Doing wrong can never be acceptable. Summers:
IF there was an academic boycott against a whole set of countries that stunted their populations in some way, I would oppose that because I think academic boycotts are abhorrent, but the choice of only Israel at a moment when Israel faces this kind of existential threat I think takes how wrong this is to a different level.
Damned statistics, Ross Gittins, The Sydney Morning Herald, yesterday:
YOU have heard of painting by numbers, but these days the great fad is management by numbers. I call it the metrification of business -- although it's just as prevalent in the public service. If you know what the initials KPI stand for you'll know what I'm talking about. When the push for micro-economic reform was at its height, someone got the bright idea that if you calculated and made public the equivalent of key performance indicators for all the many responsibilities of the state governments, you'd encourage them to compete amongst themselves to improve their standing in the league tables . . . I've been around long enough to know measurement can be a trap.
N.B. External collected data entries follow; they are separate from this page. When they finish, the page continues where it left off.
// ecowitt_statsd - StatsD and Prometheus metrics bridge for Ecowitt weather gateways
//
// Copyright 2023 Nick Pillitteri
//
// This program is free software: you can redistribute it and/or modify
// it under the terms of the GNU General Public License as published by
// the Free Software Foundation, either version 3 of the License, or
// (at your option) any later version.
//
// This program is distributed in the hope that it will be useful,
// but WITHOUT ANY WARRANTY; without even the implied warranty of
// MERCHANTABILITY or FITNESS FOR A PARTICULAR PURPOSE.  See the
// GNU General Public License for more details.
//
// You should have received a copy of the GNU General Public License
// along with this program.  If not, see <http://www.gnu.org/licenses/>.
//

use serde::{Deserialize, Serialize};
use std::error;
use std::fmt;
use std::fs;
use std::io;
use std::path::Path;

#[derive(Debug)]
pub enum ConfigError {
    Io(io::Error),
    Parse(serde_json::Error),
    MissingHost,
    InvalidPort(i64),
}

impl fmt::Display for ConfigError {
    fn fmt(&self, f: &mut fmt::Formatter<'_>) -> fmt::Result {
        match self {
            Self::Io(e) => write!(f, "unable to read config: {}", e),
            Self::Parse(e) => write!(f, "invalid config: {}", e),
            Self::MissingHost => write!(f, "invalid config: gateway host is required"),
            Self::InvalidPort(p) => write!(f, "invalid config: gateway port {} must be between 0 and 65535", p),
        }
    }
}

impl error::Error for ConfigError {
    fn source(&self) -> Option<&(dyn error::Error + 'static)> {
        match self {
            Self::Io(e) => Some(e),
            Self::Parse(e) => Some(e),
            Self::MissingHost | Self::InvalidPort(_) => None,
        }
    }
}

/// Settings read from a JSON config file, for example:
///
/// ```json
/// {
///   "statsServer": "127.0.0.1:8125",
///   "host": "192.168.1.20",
///   "port": 80,
///   "defaultTags": ["site:home"]
/// }
/// ```
///
/// An empty `statsServer` disables sending metrics to StatsD. `port` is read as any
/// integer but must fit in a TCP port to be accepted by `Config::from_slice`.
#[derive(Serialize, Deserialize, Debug, Default, Clone, PartialEq)]
#[serde(rename_all = "camelCase", default)]
pub struct Config {
    pub stats_server: String,
    pub host: String,
    pub port: i64,
    pub default_tags: Vec<String>,
}

impl Config {
    pub fn from_path<P: AsRef<Path>>(path: P) -> Result<Self, ConfigError> {
        let bytes = fs::read(path).map_err(ConfigError::Io)?;
        Self::from_slice(&bytes)
    }

    pub fn from_slice(bytes: &[u8]) -> Result<Self, ConfigError> {
        let config: Config = serde_json::from_slice(bytes).map_err(ConfigError::Parse)?;
        if config.host.is_empty() {
            return Err(ConfigError::MissingHost);
        }

        if u16::try_from(config.port).is_err() {
            return Err(ConfigError::InvalidPort(config.port));
        }

        Ok(config)
    }

    /// Port of the gateway, `0` if the configured value doesn't fit in a TCP port
    /// (which `from_slice` rejects).
    pub fn gateway_port(&self) -> u16 {
        u16::try_from(self.port).unwrap_or(0)
    }

    pub fn stats_enabled(&self) -> bool {
        !self.stats_server.is_empty()
    }
}

#[cfg(test)]
mod tests {
    use super::{Config, ConfigError};

    #[test]
    fn test_config_full() {
        let config = Config::from_slice(
            br#"{"statsServer": "localhost:8125", "host": "192.168.1.20", "port": 80, "defaultTags": ["site:home", "env:prod"]}"#,
        )
        .unwrap();

        assert_eq!(
            Config {
                stats_server: "localhost:8125".to_owned(),
                host: "192.168.1.20".to_owned(),
                port: 80,
                default_tags: vec!["site:home".to_owned(), "env:prod".to_owned()],
            },
            config
        );
        assert!(config.stats_enabled());
    }

    #[test]
    fn test_config_minimal() {
        let config = Config::from_slice(br#"{"host": "gateway.local"}"#).unwrap();

        assert_eq!("gateway.local", config.host);
        assert_eq!(0, config.port);
        assert!(config.default_tags.is_empty());
        assert!(!config.stats_enabled());
    }

    #[test]
    fn test_config_missing_host() {
        let res = Config::from_slice(br#"{"statsServer": "localhost:8125"}"#);
        assert!(matches!(res, Err(ConfigError::MissingHost)));
    }

    #[test]
    fn test_config_port_negative() {
        let res = Config::from_slice(br#"{"host": "gateway.local", "port": -1}"#);
        assert!(matches!(res, Err(ConfigError::InvalidPort(-1))));
    }

    #[test]
    fn test_config_port_too_large() {
        let res = Config::from_slice(br#"{"host": "gateway.local", "port": 70000}"#);
        assert!(matches!(res, Err(ConfigError::InvalidPort(70000))));
    }

    #[test]
    fn test_config_port_max() {
        let config = Config::from_slice(br#"{"host": "gateway.local", "port": 65535}"#).unwrap();
        assert_eq!(65535, config.gateway_port());
    }

    #[test]
    fn test_config_malformed() {
        let res = Config::from_slice(br#"{"host": "#);
        assert!(matches!(res, Err(ConfigError::Parse(_))));
    }

    #[test]
    fn test_config_missing_file() {
        let res = Config::from_path("/this/path/does/not/exist/config.json");
        assert!(matches!(res, Err(ConfigError::Io(_))));
    }
}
Gittins, on the launch of The Sydney Morning Herald Wellbeing index, December 6, 2011.
OUR purpose is not to supplant GDP but to fill the vacuum left by the absence of a timely, more comprehensive, single indicator of social progress. The problem is we have fallen into the habit of regarding GDP as something much more: the nation's bottom line, a measure of the progress our society is making, the supreme indicator of our wellbeing . . . GDP was never intended to fill that role and, as every economist will concede, it is quite inadequate to the task . . . Among the many limitations of GDP is that it fails to take adequate account of the natural environment . . . GDP takes no account of the way the quality of our health contributes to Australians' wellbeing.
Twittering on. Bernard Keane, 29706 followers, December 16:
DEAR The Oz, thanks for republishing my tweets but I reach more people on Twitter than your freefalling readership cheers BK.
The Australian, November 16:
THE latest monthly EMMA (Enhanced Media Metrics Australia) data release, covering the 12 months to October, showed stable newspaper print and digital audiences for most titles compared with the September period. News's national title The Australian (totalled) 3.2 million.